Finisco i miei maneggi con ciliegio e col tiglio. Adesso sono con l’Ettore. Che mi fa: “Maurisio, ho proprio voluto telefonarti. Prima di tutto perché ti stimo, non lo so bene, ho sempre avuto stima. Sai quella volta là che in pubblico hai detto che te, che ci sia il sole o che piova o nevichi, sei sempre lieto” (quanti anni fa? decine. Non mi ricordavo affatto). “Ecco, volevo dirti, che in questi tempi mi rendo sempre più conto e sono sempre più contento e grato del dono che ho avuto nella vita, questa compagnia di amici, ma amici per il Destino. Il dono è di Gesù. È Gesù. E questa compagnia fa la vita bella, tutta da farci essere solo grati” (e gli stent, le dita mozze, le coronarie saccagnate? ma… non esistono; anche se esistono, eccome, con le sofferenze e deprivazioni annesse. Ma non l’hanno vinta, è così evidente).
“Volevo anche dirti che il Natale lo passerò in ospedale. Mi hanno trovato un tumore al fegato e mi devono operare. Mi chiamano il 22 o il 23. Mi hanno detto che è un intervento a rischio, per via del cuore. Molto a rischio. Ho scritto un biglietto per mia moglie e i miei figli. Ho scritto quello che ti ho detto, della mia contentezza e gratitudine. C’erano anche il primario, il chirurgo e l’anestesista, tedesca. Colpiti, sai? La tedesca mi fa: signore Ettore, ce la faremo”. Ogni tanto la voce si spezza. Vien su il pianto. Lo caccia giù subito. Gli faccio: Ettore, io ti tengo via una coppa piacentina che si scioglie in bocca. Ecchecasso (con le esse). Lui ride. Di gioia. Piange. Di gioia; e di infinito. “Salutami tanto tua moglie e i tuoi ragassi. Stanno bene?”. Gli dico grazie. “Ettore, grazie. Ti voglio dire io una cosa. Nel volumetto di Julián Carrón, Il brillìo degli occhi, si dice, rifacendosi all’insegnamento di don Giussani, che autorità è il luogo dove si rende evidente che Cristo vince, e che essa è una paternità presente. Sei riuscito a leggerlo?”. “Sì sì”. “Ecco, ho fatto un po’ fatica su questa idea di paternità: mi è facile considerare fratelli gli amici testimoni; ma padri… la paternità implica che tu sei figlio, e sai che non mi piace usare le parole per modo di dire… Va be’, insomma: quello che sei tu adesso per me è una paternità presente. E mica per quei 10 o 12 anni più di me che hai. Mi genera ora, perché se non la respingo, è una roba che mi fa rinascere. Segno certo che non sono orfano. Adesso mi è chiaro, inoppugnabile”.

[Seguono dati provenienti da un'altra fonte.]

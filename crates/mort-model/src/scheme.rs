//! Coding schemes of the WHO `List` column and the sex codes.

use std::fmt;

use serde::{Deserialize, Serialize};

use crate::cell::Cell;

/// The cause-code list a mortality record is coded against.
///
/// WHO extracts are not consistent about the column type: `103` and `104`
/// show up as numbers in some files and as text in others. [`SchemeTag::from_cell`]
/// folds both spellings onto one variant.
#[derive(Debug, Clone, Copy, PartialEq, Eq, Hash, Serialize, Deserialize)]
pub enum SchemeTag {
    /// ICD-10 condensed list (`101`), four-digit list numbers.
    Condensed101,
    /// ICD-10 three-character list (`103`).
    ThreeChar103,
    /// ICD-10 four-character list (`104`), truncated to three characters.
    FourChar104,
    /// ICD-10 mixed three/four-character list (`10M`), truncated to three characters.
    TenM,
    /// Special list for Portugal (`UE1`).
    PortugalUE1,
    /// Any other list. Causes under it stay unresolved.
    Unknown,
}

impl SchemeTag {
    pub fn from_cell(cell: &Cell) -> Self {
        if let Some(number) = cell.as_integer() {
            return Self::from_number(number);
        }
        match cell.as_text() {
            Some(text) => Self::parse(text),
            None => Self::Unknown,
        }
    }

    pub fn from_number(number: i64) -> Self {
        match number {
            101 => Self::Condensed101,
            103 => Self::ThreeChar103,
            104 => Self::FourChar104,
            _ => Self::Unknown,
        }
    }

    pub fn parse(raw: &str) -> Self {
        match raw.trim() {
            "101" => Self::Condensed101,
            "103" => Self::ThreeChar103,
            "104" => Self::FourChar104,
            "10M" => Self::TenM,
            "UE1" => Self::PortugalUE1,
            _ => Self::Unknown,
        }
    }

    pub fn as_str(self) -> &'static str {
        match self {
            Self::Condensed101 => "101",
            Self::ThreeChar103 => "103",
            Self::FourChar104 => "104",
            Self::TenM => "10M",
            Self::PortugalUE1 => "UE1",
            Self::Unknown => "unknown",
        }
    }

    pub fn all() -> [Self; 6] {
        [
            Self::Condensed101,
            Self::ThreeChar103,
            Self::FourChar104,
            Self::TenM,
            Self::PortugalUE1,
            Self::Unknown,
        ]
    }
}

impl fmt::Display for SchemeTag {
    fn fmt(&self, f: &mut fmt::Formatter<'_>) -> fmt::Result {
        f.write_str(self.as_str())
    }
}

/// Sex of the deceased. Variants are ordered by their output letter.
#[derive(Debug, Clone, Copy, PartialEq, Eq, PartialOrd, Ord, Hash, Serialize, Deserialize)]
pub enum Sex {
    #[serde(rename = "f")]
    Female,
    #[serde(rename = "m")]
    Male,
    #[serde(rename = "u")]
    Unknown,
}

impl Sex {
    /// Map a WHO sex code (`1`, `2`, `9`). Other codes have no mapping.
    pub fn from_code(code: i64) -> Option<Self> {
        match code {
            1 => Some(Self::Male),
            2 => Some(Self::Female),
            9 => Some(Self::Unknown),
            _ => None,
        }
    }

    pub fn as_str(self) -> &'static str {
        match self {
            Self::Male => "m",
            Self::Female => "f",
            Self::Unknown => "u",
        }
    }
}

impl fmt::Display for Sex {
    fn fmt(&self, f: &mut fmt::Formatter<'_>) -> fmt::Result {
        f.write_str(self.as_str())
    }
}
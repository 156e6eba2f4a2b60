//! Destinations for aggregated tables.

use std::fs::{self, File, OpenOptions};
use std::io::{BufRead, BufReader};
use std::path::{Path, PathBuf};

use polars::prelude::{CsvWriter, SerWriter};
use tracing::info;

use mort_model::AggregatedTable;
use mort_transform::{OUTPUT_COLUMNS, to_dataframe};

use crate::error::{OutputError, Result};

/// Something an aggregated table can be appended to.
pub trait Sink {
    /// Append all rows of `table`. Returns the number of rows written.
    fn append(&mut self, table: &AggregatedTable) -> Result<usize>;
}

/// Appends aggregated rows to a CSV file.
///
/// The header is written only when the file is new or empty. Unresolved
/// names are written as empty fields.
#[derive(Debug, Clone)]
pub struct CsvSink {
    path: PathBuf,
    truncate_pending: bool,
}

impl CsvSink {
    /// Sink that keeps existing rows.
    pub fn append_to(path: impl Into<PathBuf>) -> Self {
        Self {
            path: path.into(),
            truncate_pending: false,
        }
    }

    /// Sink that empties the file on its first write, then appends.
    pub fn replace(path: impl Into<PathBuf>) -> Self {
        Self {
            path: path.into(),
            truncate_pending: true,
        }
    }

    pub fn path(&self) -> &Path {
        &self.path
    }

    fn open(&mut self) -> Result<(File, bool)> {
        if let Some(parent) = self.path.parent().filter(|p| !p.as_os_str().is_empty()) {
            fs::create_dir_all(parent).map_err(|source| self.open_error(source))?;
        }
        let truncate = std::mem::take(&mut self.truncate_pending);
        let needs_header = truncate || self.is_empty()?;
        if !needs_header {
            self.check_header()?;
        }

        let mut options = OpenOptions::new();
        options.create(true);
        if truncate {
            options.write(true).truncate(true);
        } else {
            options.append(true);
        }
        let file = options
            .open(&self.path)
            .map_err(|source| self.open_error(source))?;
        Ok((file, needs_header))
    }

    fn is_empty(&self) -> Result<bool> {
        match fs::metadata(&self.path) {
            Ok(meta) => Ok(meta.len() == 0),
            Err(e) if e.kind() == std::io::ErrorKind::NotFound => Ok(true),
            Err(source) => Err(self.open_error(source)),
        }
    }

    fn check_header(&self) -> Result<()> {
        let file = File::open(&self.path).map_err(|source| self.open_error(source))?;
        let mut line = String::new();
        BufReader::new(file)
            .read_line(&mut line)
            .map_err(|source| self.open_error(source))?;
        let found = line.trim_end_matches(['\r', '\n']);
        let expected = OUTPUT_COLUMNS.join(",");
        if found != expected {
            return Err(OutputError::HeaderMismatch {
                path: self.path.clone(),
                expected,
                found: found.to_string(),
            });
        }
        Ok(())
    }

    fn open_error(&self, source: std::io::Error) -> OutputError {
        OutputError::Open {
            path: self.path.clone(),
            source,
        }
    }

    fn write_error(&self, err: impl ToString) -> OutputError {
        OutputError::Write {
            path: self.path.clone(),
            message: err.to_string(),
        }
    }
}

impl Sink for CsvSink {
    fn append(&mut self, table: &AggregatedTable) -> Result<usize> {
        let mut df = to_dataframe(table).map_err(|e| self.write_error(e))?;
        let (mut file, needs_header) = self.open()?;
        CsvWriter::new(&mut file)
            .include_header(needs_header)
            .finish(&mut df)
            .map_err(|e| self.write_error(e))?;
        info!(path = %self.path.display(), rows = df.height(), "appended aggregated rows");
        Ok(df.height())
    }
}

/// Collects tables in memory.
#[derive(Debug, Clone, Default)]
pub struct MemorySink {
    pub tables: Vec<AggregatedTable>,
}

impl Sink for MemorySink {
    fn append(&mut self, table: &AggregatedTable) -> Result<usize> {
        self.tables.push(table.clone());
        Ok(table.len())
    }
}
//! WHO mortality data ingestion.
//!
//! Reads the `Morticd10_part*` extracts with Polars and turns the columns
//! the aggregation needs into [`RawMortalityRecord`]s.
//!
//! ```ignore
//! use std::path::Path;
//! use mort_ingest::read_mortality_records;
//!
//! let records = read_mortality_records(Path::new("data/Morticd10_part1"))?;
//! ```
//!
//! [`RawMortalityRecord`]: mort_model::RawMortalityRecord

mod error;
mod reader;

pub use error::{IngestError, Result};
pub use reader::{
    CAUSE_COLUMN, COUNTRY_COLUMN, DEATHS_COLUMN, LIST_COLUMN, REQUIRED_COLUMNS, SEX_COLUMN,
    YEAR_COLUMN, read_mortality_frame, read_mortality_records, records_from_frame,
};
//! Data model for WHO mortality cause resolution.
//!
//! - [`code`]: ICD-10 three-character codes, ranges and the range expander
//! - [`cell`]: loosely typed values coming out of table loaders
//! - [`scheme`]: the `List` coding schemes and sex codes
//! - [`table`]: typed lookup tables
//! - [`record`]: raw, resolved and aggregated records

pub mod cell;
pub mod code;
pub mod error;
pub mod record;
pub mod scheme;
pub mod table;

pub use cell::Cell;
pub use code::{
    Code, CodeRange, CodeSpec, expand, expand_cell, expand_detailed, expand_detailed_cell,
    split_cell,
};
pub use error::{CodeError, CodeErrorKind, Result};
pub use record::{
    AggregateKey, AggregatedRow, AggregatedTable, RawMortalityRecord, ResolvedMortalityRecord,
};
pub use scheme::{SchemeTag, Sex};
pub use table::{
    CodeTable, CodeTables, CondensedTable, CountryCode, CountryTable, ListNumber, PortugalCode,
    PortugalTable, ThreeCharTable,
};
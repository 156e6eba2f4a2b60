use std::path::PathBuf;

use mort_cli::pipeline::InputSummary;

#[derive(Debug)]
pub struct RunResult {
    /// `None` for a dry run.
    pub output: Option<PathBuf>,
    pub inputs: Vec<InputSummary>,
    pub errors: Vec<String>,
    pub has_errors: bool,
}
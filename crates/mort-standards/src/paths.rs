//! Resource directory path resolution.

use std::path::{Path, PathBuf};

/// Environment variable for overriding the resources directory.
pub const RESOURCES_ENV_VAR: &str = "WHO_RESOURCES_DIR";

/// ICD-10 lists 101 and 103 (WHO documentation, table 8).
pub const CAUSE_CODES_FILE: &str = "ICD10_list_101_103_cause_codes.csv";

/// ICD-10 special list for Portugal, 2004-2005 (WHO documentation, table 10).
pub const PORTUGAL_CAUSE_CODES_FILE: &str = "ICD10_list_UE1_cause_codes.csv";

/// Country codes (WHO documentation, table 11).
pub const COUNTRY_CODES_FILE: &str = "country_codes/country_codes";

/// Get the resources root directory.
///
/// Resolution order:
/// 1. `WHO_RESOURCES_DIR` environment variable
/// 2. `resources/` directory relative to workspace root
pub fn resources_root() -> PathBuf {
    if let Ok(root) = std::env::var(RESOURCES_ENV_VAR) {
        return PathBuf::from(root);
    }
    PathBuf::from(env!("CARGO_MANIFEST_DIR")).join("../../resources")
}

/// Locations of the three reference files.
#[derive(Debug, Clone, PartialEq, Eq)]
pub struct ResourcePaths {
    pub cause_codes: PathBuf,
    pub portugal_cause_codes: PathBuf,
    pub country_codes: PathBuf,
}

impl ResourcePaths {
    pub fn from_root(root: &Path) -> Self {
        Self {
            cause_codes: root.join(CAUSE_CODES_FILE),
            portugal_cause_codes: root.join(PORTUGAL_CAUSE_CODES_FILE),
            country_codes: root.join(COUNTRY_CODES_FILE),
        }
    }
}

impl Default for ResourcePaths {
    fn default() -> Self {
        Self::from_root(&resources_root())
    }
}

L’Ettore. Lo sappiamo tutti e due: potrebbe essere l’ultima volta, questa qui. Ma piango e rido, dentro. Quella coppa meglio se ce la facciamo fuori qui, con qualcuno di quelli giusti; ma se no ce la faremo fuori lassù.
L’Ettore in tempi di Covid, di sofferenze malsubite e di agognate futilità che dominano il discorso pubblico (e privato) prevalente, ci fa vedere che cosa ci strappa dal nulla e ci fa essere uomini. L’Ettore è la coscienza della nostra vita in quanto fatta per l’eterno. Per lui è abbattuto il muro. Il vissuto di cui è grato non è un passato: è il Destino nel suo incessante accadere. È la vita nel suo realizzarsi e compiersi.
Così che anche la coppa piacentina non ha più data di scadenza.